Milano, 13 aprile 2010 - Il pm Tiziana Siciliano insieme alla collega Grazia Pradella sostengono l’accusa al processo con al centro le operazioni inutili effettuate per ‘gonfiare in rimborsi’ alla clinica Santa Rita di Milano.

 

In uno dei passaggi della requisitoria iniziata oggi a Milano è stato sottolineato come il proprietario della clinica Santa Rita si comportasse da "padrone delle ferriere’’ e come lo scopo della clinica, definita una ‘impresa’, fosse quello di ‘’produrre un guadagno ed era irrilevante curare la gente’’. Questa mattina, dopo un lungo excursus legislativo per inquadrare le norme che regolano il servizio sanitario nazionale, nell’aula bunker vicino al carcere di San Vittore, il pm Siciliano ha cominciato ad entrare nel merito della vicenda che ha coinvolto nove medici, compreso l’ex primario della chirurgia toracica (Pier Paolo Brega Massone) e i suoi due aiuti (Fabio Presicci e Marco Pansera) arrestati nel giugno del 2008 insieme ad altri otto.

 

I tre medici insieme a quasi tutti gli imputati (ora in libertà) erano presenti in aula.
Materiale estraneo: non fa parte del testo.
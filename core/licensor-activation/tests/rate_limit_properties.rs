mod common;

use chrono::{DateTime, Duration, Utc};
use common::t0;
use licensor_activation::{RateDecision, RateLimiter};
use licensor_types::RateLimitReason;
use proptest::prelude::*;

/// Strictly increasing request times built from positive gaps in seconds.
fn schedule(gaps: &[i64]) -> Vec<DateTime<Utc>> {
    let mut at = t0();
    gaps.iter()
        .map(|gap| {
            at += Duration::seconds(*gap);
            at
        })
        .collect()
}

proptest! {
    #[test]
    fn allowed_requests_respect_min_interval(gaps in prop::collection::vec(1i64..400, 1..60)) {
        let limiter = RateLimiter::default();
        let mut allowed = Vec::new();
        for at in schedule(&gaps) {
            if limiter.check_and_record(&"id", at).is_allowed() {
                allowed.push(at);
            }
        }
        for pair in allowed.windows(2) {
            prop_assert!(pair[1] - pair[0] >= Duration::seconds(60));
        }
    }

    #[test]
    fn never_more_than_five_in_ten_minutes(gaps in prop::collection::vec(1i64..200, 1..80)) {
        let limiter = RateLimiter::default();
        let mut allowed: Vec<DateTime<Utc>> = Vec::new();
        for at in schedule(&gaps) {
            if limiter.check_and_record(&"id", at).is_allowed() {
                allowed.push(at);
            }
        }
        for (i, start) in allowed.iter().enumerate() {
            let in_window = allowed[i..]
                .iter()
                .take_while(|at| **at - *start < Duration::minutes(10))
                .count();
            prop_assert!(in_window <= 5);
        }
    }

    #[test]
    fn every_denial_has_a_positive_retry_hint(gaps in prop::collection::vec(1i64..120, 1..60)) {
        let limiter = RateLimiter::default();
        for at in schedule(&gaps) {
            if let RateDecision::Deny(denial) = limiter.check_and_record(&"id", at) {
                prop_assert!(denial.retry_after_secs() > 0);
            }
        }
    }

    #[test]
    fn exceeded_is_always_followed_by_lockout(gaps in prop::collection::vec(60i64..120, 6..20)) {
        let limiter = RateLimiter::default();
        let mut locked_at = None;
        for at in schedule(&gaps) {
            let decision = limiter.check_and_record(&"id", at);
            match (locked_at, decision) {
                (None, RateDecision::Deny(d)) if d.reason == RateLimitReason::RateLimitExceeded => {
                    locked_at = Some(at);
                }
                (Some(start), decision) if at - start < Duration::minutes(15) => {
                    prop_assert!(matches!(
                        decision,
                        RateDecision::Deny(d) if d.reason == RateLimitReason::RateLimitThrottled
                    ));
                }
                _ => {}
            }
        }
    }
}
Le accuse mosse a vario titolo sono di truffa ai danni del Ssn, falso e lesioni gravi e gravissime. Il pubblico ministero nell’introdurre l’attivita’ di quella che fu definita la ‘clinica degli orrori’ ha sottolineato che ‘’il quadro che le indagini hanno evidenziato è totalmente difforme da ogni nostra immaginazione ed è il brodo cultura dei comportamenti illeciti’’ che verranno affrontati nella requisitoria, destinata a proseguire per altre due udienze, il 20 e il 27 aprile.

 

Oltre a sottolineare la grande rilevanza delle intercettazioni, il pm Siciliano ha tracciato il quadro di quel che accadeva in clinica dove Francesco Pipitone, notaio e proprietario della struttura sanitaria, era il ‘’regista’’ di tutto ciò che accadeva e ‘’si circondava solo di fedelissimi’’. Infatti, ‘’l'unica volontà che contava - ha proseguito - era quella del notaio Pipitone e in questa casa di cura la priorità era la capacità produttiva’’.
 

Il magistrato, usando il ‘’colorito eloquio’’ di una conversazione intercettata nella quale parla la dottoressa Arabella Galasso, ha messo in luce che nei criteri di selezione dei dirigenti delle unità operative si privilegiava i ‘’marcioni’’ e i ‘’banditi’’; inoltre, sempre citando l’intercettazione della dottoressa, valeva il principio che ‘’se si ampliava il parco macchine andava tutto bene’’, per asserire che i medici avevano il compito di ‘’portare i pazienti’’, percepiti sostanzialmente come fonte di guadagno economico.

 


Secondo la pubblica accusa, dal momento che gli stipendi erano ‘ancorati’ a rimborsi e prestazioni, e dunque sulla ‘produzione’, accadeva che, per dirla con le parole di Brega Massone, ‘’il chirurgo giovane puo’ diventare un po’ più aggressivo’’, frase di cui il pm ha sottolineato tutti ‘’i drammatici risvolti che ha avuto’’ e che sono stati messi in luce dalle indagini: pazienti operati anche quando non era necessario e che hanno subito inutilmente parecchie ‘sofferenze’ sia fisiche che psicologiche. Brega Massone, durante una breve pausa del processo, avvicinato dai giornalisti ha ribadito di avere sempre ‘’agito in buona fede’’.